Task instructions: Copy out, exactly, the first line of the entries below and every line after it through the one containing "at zero forever".
-- Data excerpts follows --
//! Test doubles for cwh-runner integration tests
//!
//! - FakeSurface: playhead driven by tokio time, optionally frozen or ending
//! - ScriptedPlayer: records lifecycle calls and plays back scripted failures
//! - ScriptedBackend: hands out ScriptedPlayers over one FakeSurface
//! - CallLog: ordered record of every collaborator call

#![allow(dead_code)]

use async_trait::async_trait;
use cwh_common::events::{EventSource, EventTarget, KeyStatus, MediaEvent, PlayerErrorDetail};
use cwh_runner::error::{Error, Result};
use cwh_runner::player::{LoadMode, MediaBackend, MediaPlayer, MediaSurface, PlayerConfig};
use cwh_runner::scenario::Environment;
use std::collections::BTreeMap;
use std::sync::{Arc, Mutex};
use std::time::Duration;
use tokio::task::JoinHandle;
use tokio::time::Instant;

/// Ordered record of collaborator calls
#[derive(Clone, Default)]
pub struct CallLog {
    calls: Arc<Mutex<Vec<&'static str>>>,
}

impl CallLog {
    pub fn record(&self, call: &'static str) {
        self.calls.lock().unwrap().push(call);
    }

    pub fn calls(&self) -> Vec<&'static str> {
        self.calls.lock().unwrap().clone()
    }

    pub fn count(&self, call: &str) -> usize {
        self.calls().iter().filter(|c| **c == call).count()
    }
}

/// Playhead as a function of time since construction
///
/// - `start_after`: `None` keeps the playhead frozen at zero forever
/// - `ends_after`: time at which `ended()` turns true and the playhead stops
pub struct FakeSurface {
    events: EventTarget,
    origin: Instant,
    start_after: Option<Duration>,
    ends_after: Option<Duration>,
    log: CallLog,
}

impl FakeSurface {
    /// Playhead never moves
    pub fn frozen() -> Self {
        Self {
            events: EventTarget::new(),
            origin: Instant::now(),
            start_after: None,
            ends_after: None,
            log: CallLog::default(),
        }
    }

    /// Playhead starts moving at 1 s/s after `delay`
    pub fn moving_after(delay: Duration) -> Self {
        Self {
            start_after: Some(delay),
            ..Self::frozen()
        }
    }

    pub fn ending_after(mut self, after: Duration) -> Self {
        self.ends_after = Some(after);
        self
    }

    pub fn log(&self) -> CallLog {
        self.log.clone()
    }

    fn now(&self) -> Duration {
        let elapsed = self.origin.elapsed();
        match self.ends_after {
            Some(end) => elapsed.min(end),
            None => elapsed,
        }
    }

    /// Dispatch a surface event
    pub fn emit(&self, event: MediaEvent) {
        self.events.dispatch(&event);
    }
}

impl EventSource for FakeSurface {
    fn event_target(&self) -> &EventTarget {
        &self.events
    }
}

#[async_trait]
impl MediaSurface for FakeSurface {
    fn position(&self) -> f64 {
        match self.start_after {
            Some(start) => self.now().saturating_sub(start).as_secs_f64(),
            None => 0.0,
        }
    }

    fn ended(&self) -> bool {
        self.ends_after.is_some_and(|end| self.origin.elapsed() >= end)
    }

    async fn play(&self) -> Result<()> {
        self.log.record("play");
        Ok(())
    }
}

/// What a ScriptedPlayer does
#[derive(Clone, Default)]
pub struct PlayerScript {
    pub load_failure: Option<PlayerErrorDetail>,
    /// Errors dispatched back to back this long after load
    pub errors_after_load: Option<(Duration, Vec<PlayerErrorDetail>)>,
    pub key_status_on_load: bool,
    /// `configure()` rejects the config
    pub configure_failure: bool,
    pub panic_on_load: bool,
    pub unload_failure: bool,
    pub live: bool,
    pub load_mode: Option<LoadMode>,
}

impl PlayerScript {
    pub fn error_after_load(after: Duration, detail: PlayerErrorDetail) -> Self {
        Self {
            errors_after_load: Some((after, vec![detail])),
            ..Self::default()
        }
    }
}

pub struct ScriptedPlayer {
    events: EventTarget,
    script: PlayerScript,
    log: CallLog,
    configured: Mutex<Option<PlayerConfig>>,
    loaded: Mutex<Option<String>>,
    tasks: Mutex<Vec<JoinHandle<()>>>,
}

impl ScriptedPlayer {
    pub fn configured(&self) -> Option<PlayerConfig> {
        self.configured.lock().unwrap().clone()
    }

    pub fn loaded(&self) -> Option<String> {
        self.loaded.lock().unwrap().clone()
    }

    pub fn listener_count(&self) -> usize {
        self.events.listener_count()
    }
}

impl EventSource for ScriptedPlayer {
    fn event_target(&self) -> &EventTarget {
        &self.events
    }
}

#[async_trait]
impl MediaPlayer for ScriptedPlayer {
    async fn attach(&self, _surface: Arc<dyn MediaSurface>) -> Result<()> {
        self.log.record("attach");
        Ok(())
    }

    fn configure(&self, config: &PlayerConfig) -> Result<()> {
        self.log.record("configure");
        if self.script.configure_failure {
            return Err(Error::Configuration(
                "unknown streaming option".to_string(),
            ));
        }
        *self.configured.lock().unwrap() = Some(config.clone());
        Ok(())
    }

    async fn load(&self, locator: &str) -> Result<()> {
        self.log.record("load");
        if self.script.panic_on_load {
            panic!("scripted panic during load");
        }
        if let Some(detail) = &self.script.load_failure {
            return Err(Error::Load(detail.clone()));
        }
        *self.loaded.lock().unwrap() = Some(locator.to_string());

        if self.script.key_status_on_load {
            self.events.dispatch(&MediaEvent::KeyStatusChanged {
                key_system: "com.widevine.alpha".to_string(),
                statuses: BTreeMap::from([("00".to_string(), KeyStatus::Usable)]),
            });
        }
        if let Some((after, details)) = self.script.errors_after_load.clone() {
            let events = self.events.clone();
            let task = tokio::spawn(async move {
                tokio::time::sleep(after).await;
                for detail in details {
                    events.dispatch(&MediaEvent::Error(detail));
                }
            });
            self.tasks.lock().unwrap().push(task);
        }
        Ok(())
    }

    fn is_live(&self) -> bool {
        self.script.live
    }

    fn load_mode(&self) -> LoadMode {
        self.script.load_mode.unwrap_or(LoadMode::MediaSource)
    }

    async fn unload(&self) -> Result<()> {
        self.log.record("unload");
        for task in self.tasks.lock().unwrap().drain(..) {
            task.abort();
        }
        if self.script.unload_failure {
            return Err(Error::Player(PlayerErrorDetail::critical(
                "player",
                7000,
                "LOAD_INTERRUPTED",
            )));
        }
        Ok(())
    }

    async fn destroy(&self) -> Result<()> {
        self.log.record("destroy");
        Ok(())
    }
}

/// Backend handing out ScriptedPlayers over a shared FakeSurface
pub struct ScriptedBackend {
    surface: Arc<FakeSurface>,
    script: PlayerScript,
    players: Mutex<Vec<Arc<ScriptedPlayer>>>,
}

impl ScriptedBackend {
    pub fn new(surface: FakeSurface, script: PlayerScript) -> Self {
        Self {
            surface: Arc::new(surface),
            script,
            players: Mutex::new(Vec::new()),
        }
    }

    pub fn fake_surface(&self) -> Arc<FakeSurface> {
        self.surface.clone()
    }

    pub fn log(&self) -> CallLog {
        self.surface.log()
    }

    pub fn players(&self) -> Vec<Arc<ScriptedPlayer>> {
        self.players.lock().unwrap().clone()
    }

    pub fn last_player(&self) -> Option<Arc<ScriptedPlayer>> {
        self.players().last().cloned()
    }
}

impl MediaBackend for ScriptedBackend {
    fn name(&self) -> &str {
        "scripted"
    }

    fn create_player(&self) -> Result<Arc<dyn MediaPlayer>> {
        let player = Arc::new(ScriptedPlayer {
            events: EventTarget::new(),
            script: self.script.clone(),
            log: self.surface.log(),
            configured: Mutex::new(None),
            loaded: Mutex::new(None),
            tasks: Mutex::new(Vec::new()),
        });
        self.players.lock().unwrap().push(player.clone());
        Ok(player)
    }

    fn surface(&self) -> Arc<dyn MediaSurface> {
        self.surface.clone()
    }
}

/// Environment supporting everything the built-in matrix asks for
pub fn full_support_environment() -> Environment {
    use cwh_runner::backend::simulated::CLEAR_ENCRYPTED_MIME_TYPE;
    use cwh_runner::scenario::builtin::{AC3_MIME_TYPE, KEY_SYSTEMS};

    let mut env = Environment::default();
    env.device.name = "Chrome".to_string();
    env.supported_types.insert(AC3_MIME_TYPE.to_string());
    env.supported_types.insert(CLEAR_ENCRYPTED_MIME_TYPE.to_string());
    for (key_system, _) in KEY_SYSTEMS {
        env.key_systems.insert(key_system.to_string(), true);
    }
    env
}

/// Elapsed virtual time since `start`, in whole milliseconds
pub fn elapsed_ms(start: Instant) -> u128 {
    start.elapsed().as_millis()
}
//! Configuration file resolution and loading

use crate::{Error, Result};
use serde::de::DeserializeOwned;
use std::path::{Path, PathBuf};
use tracing::{debug, warn};

/// Environment variable naming an explicit config file
pub const CONFIG_ENV_VAR: &str = "CWH_CONFIG";

/// Config file name searched in the platform config directories
pub const CONFIG_FILE_NAME: &str = "config.toml";

/// Config file resolution following priority order:
/// 1. Command-line argument (highest priority)
/// 2. Environment variable
/// 3. User config directory (`~/.config/cwh/config.toml` on Linux)
/// 4. System config file (`/etc/cwh/config.toml`, Linux only)
///
/// Returns `None` when no file is found; callers fall back to compiled defaults.
pub fn resolve_config_path(cli_arg: Option<&Path>, env_var_name: &str) -> Option<PathBuf> {
    // Priority 1: Command-line argument
    if let Some(path) = cli_arg {
        return Some(path.to_path_buf());
    }

    // Priority 2: Environment variable
    if let Ok(path) = std::env::var(env_var_name) {
        if !path.is_empty() {
            return Some(PathBuf::from(path));
        }
    }

    // Priority 3/4: Platform config locations
    default_config_locations()
        .into_iter()
        .find(|path| path.exists())
}

/// Platform config file candidates, in search order
fn default_config_locations() -> Vec<PathBuf> {
    let mut locations = Vec::new();
    if let Some(dir) = dirs::config_dir() {
        locations.push(dir.join("cwh").join(CONFIG_FILE_NAME));
    }
    if cfg!(target_os = "linux") {
        locations.push(PathBuf::from("/etc/cwh").join(CONFIG_FILE_NAME));
    }
    locations
}

/// Load and deserialize a TOML file
pub fn load_toml<T: DeserializeOwned>(path: &Path) -> Result<T> {
    let content = std::fs::read_to_string(path).map_err(|e| {
        if e.kind() == std::io::ErrorKind::NotFound {
            Error::NotFound(format!("Config file not found: {}", path.display()))
        } else {
            Error::Io(e)
        }
    })?;
    debug!("Loaded config file {}", path.display());
    Ok(toml::from_str(&content)?)
}

/// Resolve and load a config file, or fall back to `T::default()`
///
/// An explicitly requested file (CLI or environment) that cannot be read is an
/// error. A missing platform default is not: it logs a warning and uses defaults.
pub fn load_or_default<T: DeserializeOwned + Default>(
    cli_arg: Option<&Path>,
    env_var_name: &str,
) -> Result<T> {
    // An explicit path always resolves, so a missing one surfaces from load_toml
    match resolve_config_path(cli_arg, env_var_name) {
        Some(path) => load_toml(&path),
        None => {
            warn!("No config file found, using compiled defaults");
            Ok(T::default())
        }
    }
}

/// Read a boolean flag from the environment
///
/// Accepts `1`/`true`/`yes`/`on` (case-insensitive) as true.
pub fn env_flag(name: &str) -> Option<bool> {
    std::env::var(name).ok().map(|value| {
        matches!(
            value.trim().to_ascii_lowercase().as_str(),
            "1" | "true" | "yes" | "on"
        )
    })
}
-- Data excerpts concluded --
Solution to this problem:
//! Test doubles for cwh-runner integration tests
//!
//! - FakeSurface: playhead driven by tokio time, optionally frozen or ending
//! - ScriptedPlayer: records lifecycle calls and plays back scripted failures
//! - ScriptedBackend: hands out ScriptedPlayers over one FakeSurface
//! - CallLog: ordered record of every collaborator call

#![allow(dead_code)]

use async_trait::async_trait;
use cwh_common::events::{EventSource, EventTarget, KeyStatus, MediaEvent, PlayerErrorDetail};
use cwh_runner::error::{Error, Result};
use cwh_runner::player::{LoadMode, MediaBackend, MediaPlayer, MediaSurface, PlayerConfig};
use cwh_runner::scenario::Environment;
use std::collections::BTreeMap;
use std::sync::{Arc, Mutex};
use std::time::Duration;
use tokio::task::JoinHandle;
use tokio::time::Instant;

/// Ordered record of collaborator calls
#[derive(Clone, Default)]
pub struct CallLog {
    calls: Arc<Mutex<Vec<&'static str>>>,
}

impl CallLog {
    pub fn record(&self, call: &'static str) {
        self.calls.lock().unwrap().push(call);
    }

    pub fn calls(&self) -> Vec<&'static str> {
        self.calls.lock().unwrap().clone()
    }

    pub fn count(&self, call: &str) -> usize {
        self.calls().iter().filter(|c| **c == call).count()
    }
}

/// Playhead as a function of time since construction
///
/// - `start_after`: `None` keeps the playhead frozen at zero forever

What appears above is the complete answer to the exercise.